In the mid-1970s, a force of nature swept across the continental United States, cutting across all strata of race and class, rooting in our minds, our homes, our culture. It wasn’t The Exorcist, Goodbye Yellow Brick Road, or even bell-bottoms, but instead a book called The Secret Life of Plants. The work of occultist/former OSS agent Peter Tompkins and former CIA agent/dowsing enthusiast Christopher Bird, the books shot up the bestseller charts and spread like kudzu across the landscape, becoming a phenomenon.

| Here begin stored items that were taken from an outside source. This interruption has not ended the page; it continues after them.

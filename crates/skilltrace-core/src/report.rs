//! Rating report types with JSON persistence.

use std::path::Path;

use anyhow::{Context, Result};
use chrono::{DateTime, Utc};
use serde::{Deserialize, Serialize};
use uuid::Uuid;

use crate::config::EstimatorConfig;
use crate::error::RatingError;
use crate::model::RatingTrace;
use crate::statistics::TraceSummary;

/// A complete rating report for one input sequence.
#[derive(Debug, Clone, Serialize, Deserialize)]
pub struct RatingReport {
    /// Unique report identifier.
    pub id: Uuid,
    /// When the report was created.
    pub created_at: DateTime<Utc>,
    /// Where the observations came from (usually a file path).
    pub source: String,
    /// Estimator settings used for the run.
    pub config: EstimatorConfig,
    /// Per-observation ratings, unrounded.
    pub trace: RatingTrace,
    /// Aggregate statistics over `trace`.
    pub summary: TraceSummary,
    /// Set when the run stopped early; `trace` then holds the completed prefix.
    #[serde(default, skip_serializing_if = "Option::is_none")]
    pub failure: Option<FailureSummary>,
    /// Total wall-clock duration in milliseconds.
    pub duration_ms: u64,
}

/// Where and why a run stopped.
#[derive(Debug, Clone, PartialEq, Serialize, Deserialize)]
pub struct FailureSummary {
    pub index: usize,
    pub prior: f64,
    pub message: String,
}

impl From<&RatingError> for FailureSummary {
    fn from(err: &RatingError) -> Self {
        Self {
            index: err.index,
            prior: err.prior,
            message: err.to_string(),
        }
    }
}

impl RatingReport {
    /// Build a report for a completed trace.
    pub fn new(
        source: impl Into<String>,
        config: EstimatorConfig,
        trace: RatingTrace,
        duration_ms: u64,
    ) -> Self {
        let summary = TraceSummary::compute(&trace);
        Self {
            id: Uuid::new_v4(),
            created_at: Utc::now(),
            source: source.into(),
            config,
            trace,
            summary,
            failure: None,
            duration_ms,
        }
    }

    /// Build a report holding the partial trace of a failed run.
    pub fn partial(
        source: impl Into<String>,
        config: EstimatorConfig,
        err: &RatingError,
        duration_ms: u64,
    ) -> Self {
        let mut report = Self::new(source, config, err.completed.clone(), duration_ms);
        report.failure = Some(FailureSummary::from(err));
        report
    }

    pub fn is_complete(&self) -> bool {
        self.failure.is_none()
    }

    /// Save the report as JSON to a file.
    pub fn save_json(&self, path: &Path) -> Result<()> {
        let json = serde_json::to_string_pretty(self).context("failed to serialize report")?;
        if let Some(parent) = path.parent() {
            std::fs::create_dir_all(parent)?;
        }
        std::fs::write(path, json)
            .with_context(|| format!("failed to write report to {}", path.display()))?;
        Ok(())
    }

    /// Load a report from a JSON file.
    pub fn load_json(path: &Path) -> Result<Self> {
        let content = std::fs::read_to_string(path)
            .with_context(|| format!("failed to read report from {}", path.display()))?;
        let report: RatingReport =
            serde_json::from_str(&content).context("failed to parse report JSON")?;
        Ok(report)
    }
}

Seemingly overnight, the indoor plant business was in full bloom and photosynthetic eukaryotes of every genus were hanging off walls, lording over bookshelves, and basking on sunny window ledges. The science behind Secret Life was specious: plants can hear our prayers, they’re lie detectors, they’re telepathic, able to predict natural disasters and receive signals from distant galaxies. But that didn’t stop millions from buying and nurturing their new plants.
Perhaps the craziest claim of the book was that plants also dug music. And whether you purchased a snake plant, asparagus fern, peace lily, or what have you from Mother Earth on Melrose Avenue in Los Angeles (or bought a Simmons mattress from Sears), you also took home Plantasia, an album recorded especially for them. Subtitled “warm earth music for plants…and the people that love them,” it was full of bucolic, charming, stoner-friendly, decidedly unscientific tunes enacted on the new-fangled device called the Moog. Plants date back from the dawn of time, but apparently they loved the Moog, never mind that the synthesizer had been on the market for just a few years. Most of all, the plants loved the ditties made by composer Mort Garson.
Few characters in early electronic music can be both fearless pioneers and cheesy trend-chasers, but Garson embraced both extremes, and has been unheralded as a result. When one writer rhetorically asked: “How was Garson’s music so ubiquitous while the man remained so under the radar?” the answer was simple. Well before Brian Eno did it, Garson was making discreet music, both the man and his music as inconspicuous as a Chlorophytumcomosum. Julliard-educated and active as a session player in the post-war era, Garson wrote lounge hits, scored plush arrangements for Doris Day, and garlanded weeping countrypolitan strings around Glen Campbell’s “By the Time I Get to Phoenix.” He could render the Beatles and Simon & Garfunkel alike into easy listening and also dreamed up his own ditties. “An idear” as Garson himself would drawl it out. “I live with it, I walk it, I sing it.”
But as his daughter Day Darmet recalls: “When my dad found the synthesizer, he realized he didn’t want to do pop music anymore.” Garson encountered Robert Moog and his new device at the Audio Engineering Society’s West Coast convention in 1967 and immediately began tinkering with the device. With the Moog, those idears could be transformed. “He constantly had a song he was humming,” Darmet says. “At the table he was constantly tapping.” Which is to say that Mort pulled his melodies out of thin air, just like any household plant would.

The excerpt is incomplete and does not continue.